Standard Chartered is reportedly weighing a restructure of its majority-owned crypto custodian, Zodia Custody, that would move custody operations into the bank’s corporate and investment banking (CIB) arm while keeping Zodia as a standalone software-as-a-service platform for custody technology.
Bloomberg sources say the U.K. lender may transfer Zodia’s operational custody business into an existing CIB unit that already provides comparable services. An announcement could come as soon as this month. It is not clear whether Standard Chartered has opened formal discussions with Zodia’s minority investors, which include Northern Trust, Emirates NBD, National Australia Bank and SBI Holdings.

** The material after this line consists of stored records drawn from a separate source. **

//! # Entity Services
//!
//! Thin, typed faces over [`EntityService`] for the four dashboard entity
//! types. Each derefs to the generic service, so `list`, `create`,
//! `update`, `delete`, `drain` and friends are available on all of them.

use serde_json::{json, Value};
use std::ops::Deref;

use tally_core::{MutationOutcome, Record, RecordId, ViewKey};

use crate::error::SyncResult;
use crate::service::EntityService;

/// Custom operation name for assigning a production unit to an employee.
pub const ASSIGN_OPERATION: &str = "assign";

/// Custom operation name for changing a user's role.
pub const ROLE_OPERATION: &str = "role";

macro_rules! entity_service {
    ($(#[$meta:meta])* $name:ident) => {
        $(#[$meta])*
        pub struct $name(EntityService);

        impl $name {
            pub fn new(service: EntityService) -> Self {
                $name(service)
            }

            pub fn into_inner(self) -> EntityService {
                self.0
            }
        }

        impl Deref for $name {
            type Target = EntityService;

            fn deref(&self) -> &EntityService {
                &self.0
            }
        }
    };
}

entity_service!(
    /// Inventory lots.
    InventoryService
);

entity_service!(
    /// Production units ("joints") rolled from inventory.
    JointService
);

entity_service!(
    /// Sales.
    SaleService
);

entity_service!(
    /// Dashboard users. The backend offers no generic update or delete for
    /// users; role changes go through [`UserService::update_role`].
    UserService
);

impl InventoryService {
    /// Registers a new inventory lot.
    pub async fn add_lot(&self, lot: Value) -> SyncResult<MutationOutcome<Record>> {
        self.create(lot).await
    }
}

impl JointService {
    /// Production units assigned to one employee.
    pub async fn list_by_employee(&self, employee_id: &RecordId) -> SyncResult<Vec<Record>> {
        self.list_view(&ViewKey::employee(employee_id)).await
    }

    /// Assigns a production unit to an employee.
    pub async fn assign_to_employee(
        &self,
        joint_id: &RecordId,
        employee_id: &RecordId,
    ) -> SyncResult<MutationOutcome<Record>> {
        self.custom(ASSIGN_OPERATION, joint_id, json!({ "assigned_to": employee_id }))
            .await
    }
}

impl SaleService {
    /// Sales recorded by one seller.
    pub async fn list_by_seller(&self, seller_id: &RecordId) -> SyncResult<Vec<Record>> {
        self.list_view(&ViewKey::by("seller", seller_id)).await
    }
}

impl UserService {
    /// Users with the `employee` role.
    pub async fn list_employees(&self) -> SyncResult<Vec<Record>> {
        self.list_view(&ViewKey::by("role", "employee")).await
    }

    /// Registers a new user.
    pub async fn sign_up(&self, user: Value) -> SyncResult<MutationOutcome<Record>> {
        self.create(user).await
    }

    /// Changes a user's role (`employee` or `superadmin`).
    pub async fn update_role(
        &self,
        user_id: &RecordId,
        role: &str,
    ) -> SyncResult<MutationOutcome<Record>> {
        self.custom(ROLE_OPERATION, user_id, json!({ "role": role }))
            .await
    }
}

#[cfg(test)]
mod tests {
    use super::*;
    use crate::connectivity::ConnectivityFlag;
    use crate::error::SyncError;
    use crate::gateway::MemoryGateway;
    use crate::observer::NoOpObserver;
    use crate::service::ServiceContext;
    use std::sync::Arc;
    use tally_core::EntityKind;
    use tally_store::MemoryKvStore;

    fn service(entity: EntityKind, backend: Vec<Value>, flag: &ConnectivityFlag) -> EntityService {
        let ctx = ServiceContext::new(Arc::new(flag.clone())).with_observer(Arc::new(NoOpObserver));
        EntityService::new(
            entity,
            Arc::new(MemoryKvStore::new(entity.cache_instance())),
            Arc::new(MemoryKvStore::new(entity.queue_instance())),
            Arc::new(MemoryGateway::with_records(entity, backend)),
            &ctx,
        )
    }

    #[tokio::test]
    async fn test_offline_assignment_moves_between_employee_views() {
        let flag = ConnectivityFlag::new(true);
        let joints = JointService::new(service(
            EntityKind::Joint,
            vec![
                json!({ "id": 1, "assigned_to": 4 }),
                json!({ "id": 2, "assigned_to": 5 }),
            ],
            &flag,
        ));

        joints.list().await.unwrap();
        assert_eq!(joints.list_by_employee(&RecordId::from(4)).await.unwrap().len(), 1);
        assert_eq!(joints.list_by_employee(&RecordId::from(5)).await.unwrap().len(), 1);
        joints.wait_for_background().await;

        flag.set_online(false);
        let outcome = joints
            .assign_to_employee(&RecordId::from(1), &RecordId::from(5))
            .await
            .unwrap();
        assert!(outcome.is_queued());

        assert!(joints.list_by_employee(&RecordId::from(4)).await.unwrap().is_empty());
        assert_eq!(joints.list_by_employee(&RecordId::from(5)).await.unwrap().len(), 2);
    }

    #[tokio::test]
    async fn test_role_change_validated_offline() {
        let flag = ConnectivityFlag::new(false);
        let users = UserService::new(service(EntityKind::User, vec![], &flag));

        let err = users.update_role(&RecordId::from(3), "owner").await.unwrap_err();
        assert!(matches!(err, SyncError::Validation(_)));

        let outcome = users.update_role(&RecordId::from(3), "superadmin").await.unwrap();
        assert!(outcome.is_queued());
        assert_eq!(outcome.value().field("role"), Some(&json!("superadmin")));
    }

    #[tokio::test]
    async fn test_employee_view() {
        let flag = ConnectivityFlag::new(true);
        let users = UserService::new(service(
            EntityKind::User,
            vec![
                json!({ "id": 1, "role": "superadmin" }),
                json!({ "id": 2, "role": "employee" }),
            ],
            &flag,
        ));

        let employees = users.list_employees().await.unwrap();
        assert_eq!(employees.len(), 1);
        assert_eq!(employees[0].id, RecordId::from(2));
    }
}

The reported reconsideration aligns with Standard Chartered’s recent push into digital assets. The bank has been exploring a crypto prime-brokerage offering through SC Ventures and introduced institutional crypto trading in summer 2025. Standard Chartered co-launched Zodia in 2020 with Northern Trust; since then the custodian has taken on outside capital and expanded to multiple offices across Europe, Asia and the Middle East.
Cointelegraph reached out to Standard Chartered and Zodia for comment and had not received a response at the time of publication.

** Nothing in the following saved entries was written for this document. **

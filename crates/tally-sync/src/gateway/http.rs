//! # HTTP Gateway
//!
//! [`RemoteGateway`] over the dashboard's REST API.
//!
//! ## Routes
//! ```text
//! ┌───────────┬──────────────────────────┬──────────────────┬──────────────────────┐
//! │ entity    │ list                     │ create           │ update / delete      │
//! ├───────────┼──────────────────────────┼──────────────────┼──────────────────────┤
//! │ inventory │ GET  inventory/          │ POST inventory/  │ PUT|DELETE inv…/{id} │
//! │ joint     │ GET  joints/             │ POST joints/     │ PUT|DELETE joints/id │
//! │           │ GET  joints/employee/{e} │                  │ assign: PUT joints/id│
//! │ sale      │ GET  sales/              │ POST sales/      │ PUT|DELETE sales/{id}│
//! │ user      │ GET  users/all           │ POST users/signup│ role: PUT users/id/… │
//! └───────────┴──────────────────────────┴──────────────────┴──────────────────────┘
//! ```
//!
//! Bodies come back either wrapped (`{"joints": [...]}`) or bare; both are
//! accepted.

use async_trait::async_trait;
use reqwest::{Client, Method, StatusCode};
use serde_json::{json, Value};
use std::time::Duration;
use tracing::{debug, trace};
use url::Url;

use tally_core::{EntityKind, Record, RecordId, ViewKey};

use super::{GatewayError, GatewayResult, RemoteGateway};

/// REST gateway for one entity type.
#[derive(Debug, Clone)]
pub struct HttpGateway {
    client: Client,
    /// `{api_base}/api/`, always with a trailing slash.
    base: Url,
    entity: EntityKind,
    timeout: Duration,
}

impl HttpGateway {
    /// Creates a gateway rooted at `api_base` (the `/api` prefix is added).
    pub fn new(
        client: Client,
        api_base: &Url,
        entity: EntityKind,
        timeout: Duration,
    ) -> GatewayResult<Self> {
        let mut raw = api_base.as_str().trim_end_matches('/').to_string();
        if !raw.ends_with("/api") {
            raw.push_str("/api");
        }
        raw.push('/');

        let base = Url::parse(&raw).map_err(|e| GatewayError::InvalidResponse(e.to_string()))?;

        Ok(HttpGateway {
            client,
            base,
            entity,
            timeout,
        })
    }

    /// Builds one gateway per entity type sharing a single client.
    pub fn for_all(api_base: &Url, timeout: Duration) -> GatewayResult<Vec<HttpGateway>> {
        let client = Client::builder()
            .timeout(timeout)
            .build()
            .map_err(|e| GatewayError::Unavailable(e.to_string()))?;

        EntityKind::ALL
            .iter()
            .map(|kind| HttpGateway::new(client.clone(), api_base, *kind, timeout))
            .collect()
    }

    // =========================================================================
    // Routing
    // =========================================================================

    fn collection(&self) -> &'static str {
        match self.entity {
            EntityKind::Inventory => "inventory",
            EntityKind::Joint => "joints",
            EntityKind::Sale => "sales",
            EntityKind::User => "users",
        }
    }

    /// Envelope keys for a list and a single record.
    fn envelope(&self) -> (&'static str, &'static str) {
        match self.entity {
            EntityKind::Inventory => ("inventories", "inventory"),
            EntityKind::Joint => ("joints", "joint"),
            EntityKind::Sale => ("sales", "sale"),
            EntityKind::User => ("users", "user"),
        }
    }

    fn url(&self, path: &str) -> GatewayResult<Url> {
        self.base
            .join(path)
            .map_err(|e| GatewayError::InvalidResponse(format!("bad route {}: {}", path, e)))
    }

    fn list_path(&self, view: &ViewKey) -> String {
        match (self.entity, view.selector()) {
            (EntityKind::Joint, Some(("employee", id))) => format!("joints/employee/{}", id),
            (EntityKind::User, _) => "users/all".to_string(),
            _ => format!("{}/", self.collection()),
        }
    }

    /// True when the backend route already returns exactly `view`.
    fn served_remotely(&self, view: &ViewKey) -> bool {
        view.is_all() || matches!((self.entity, view.selector()), (EntityKind::Joint, Some(("employee", _))))
    }

    // =========================================================================
    // Transport
    // =========================================================================

    async fn send(&self, method: Method, url: Url, body: Option<&Value>) -> GatewayResult<Value> {
        trace!(entity = %self.entity, %method, %url, "Gateway request");

        let mut request = self.client.request(method.clone(), url.clone()).timeout(self.timeout);
        if let Some(body) = body {
            request = request.json(body);
        }

        let response = request.send().await.map_err(|e| self.transport_error(e))?;
        let status = response.status();
        let text = response.text().await.map_err(|e| self.transport_error(e))?;

        debug!(entity = %self.entity, %method, %url, status = status.as_u16(), "Gateway response");

        if status.is_success() {
            if text.trim().is_empty() {
                return Ok(Value::Null);
            }
            return serde_json::from_str(&text)
                .map_err(|e| GatewayError::InvalidResponse(format!("body is not JSON: {}", e)));
        }

        Err(status_error(status, &text))
    }

    fn transport_error(&self, err: reqwest::Error) -> GatewayError {
        if err.is_timeout() {
            GatewayError::Timeout(self.timeout)
        } else {
            GatewayError::Unavailable(err.to_string())
        }
    }

    fn decode_one(&self, body: Value) -> GatewayResult<Record> {
        let (_, single) = self.envelope();
        let value = match body {
            Value::Object(mut map) if map.contains_key(single) && !map.contains_key("id") => {
                map.remove(single).unwrap_or(Value::Null)
            }
            other => other,
        };
        Record::from_value(value).map_err(|e| GatewayError::InvalidResponse(e.to_string()))
    }

    fn decode_many(&self, body: Value) -> GatewayResult<Vec<Record>> {
        let (plural, _) = self.envelope();
        let items = match body {
            Value::Array(items) => items,
            Value::Object(mut map) => match map.remove(plural) {
                Some(Value::Array(items)) => items,
                _ => {
                    return Err(GatewayError::InvalidResponse(format!(
                        "expected \"{}\" array",
                        plural
                    )))
                }
            },
            _ => return Err(GatewayError::InvalidResponse("expected a list".into())),
        };

        items
            .into_iter()
            .map(|item| Record::from_value(item).map_err(|e| GatewayError::InvalidResponse(e.to_string())))
            .collect()
    }
}

/// Maps a non-2xx status to a gateway error.
fn status_error(status: StatusCode, body: &str) -> GatewayError {
    let message = serde_json::from_str::<Value>(body)
        .ok()
        .and_then(|v| {
            v.get("error")
                .or_else(|| v.get("message"))
                .and_then(Value::as_str)
                .map(str::to_string)
        })
        .unwrap_or_else(|| {
            status
                .canonical_reason()
                .unwrap_or("unexpected status")
                .to_string()
        });

    if status.is_client_error() {
        GatewayError::Rejected {
            status: status.as_u16(),
            message,
        }
    } else {
        GatewayError::Unavailable(format!("{}: {}", status.as_u16(), message))
    }
}

#[async_trait]
impl RemoteGateway for HttpGateway {
    fn entity(&self) -> EntityKind {
        self.entity
    }

    async fn list(&self, view: &ViewKey) -> GatewayResult<Vec<Record>> {
        let url = self.url(&self.list_path(view))?;
        let body = self.send(Method::GET, url, None).await?;
        let mut records = self.decode_many(body)?;

        if !self.served_remotely(view) {
            records.retain(|r| view.admits(self.entity, r));
        }
        Ok(records)
    }

    async fn create(&self, payload: &Value) -> GatewayResult<Record> {
        let path = match self.entity {
            EntityKind::User => "users/signup".to_string(),
            _ => format!("{}/", self.collection()),
        };
        let body = self.send(Method::POST, self.url(&path)?, Some(payload)).await?;
        self.decode_one(body)
    }

    async fn update(&self, id: &RecordId, payload: &Value) -> GatewayResult<Record> {
        if self.entity == EntityKind::User {
            return Err(GatewayError::unsupported(self.entity, "update"));
        }
        let url = self.url(&format!("{}/{}", self.collection(), id))?;
        let body = self.send(Method::PUT, url, Some(payload)).await?;
        self.decode_one(body)
    }

    async fn delete(&self, id: &RecordId) -> GatewayResult<()> {
        if self.entity == EntityKind::User {
            return Err(GatewayError::unsupported(self.entity, "delete"));
        }
        let url = self.url(&format!("{}/{}", self.collection(), id))?;
        self.send(Method::DELETE, url, None).await?;
        Ok(())
    }

    async fn custom(&self, name: &str, id: &RecordId, payload: &Value) -> GatewayResult<Record> {
        match (self.entity, name) {
            (EntityKind::Joint, "assign") => {
                let assigned_to = payload.get("assigned_to").cloned().unwrap_or(Value::Null);
                let url = self.url(&format!("joints/{}", id))?;
                let body = self
                    .send(Method::PUT, url, Some(&json!({ "assigned_to": assigned_to })))
                    .await?;
                self.decode_one(body)
            }
            (EntityKind::User, "role") => {
                let url = self.url(&format!("users/{}/role", id))?;
                let body = self.send(Method::PUT, url, Some(payload)).await?;
                self.decode_one(body)
            }
            _ => Err(GatewayError::unsupported(self.entity, format!("custom:{}", name))),
        }
    }
}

Broader context: several large banks have moved to internalize digital-asset custody under regulated banking entities. For example, in February Morgan Stanley applied for a U.S. de novo national trust bank charter to custody certain digital assets and offer related trading, transfer and staking services within a bank-regulated framework. In October 2022, BNY Mellon launched a Digital Asset Custody platform in the U.S., enabling selected clients to hold and transfer Bitcoin and Ether alongside traditional assets on a single platform.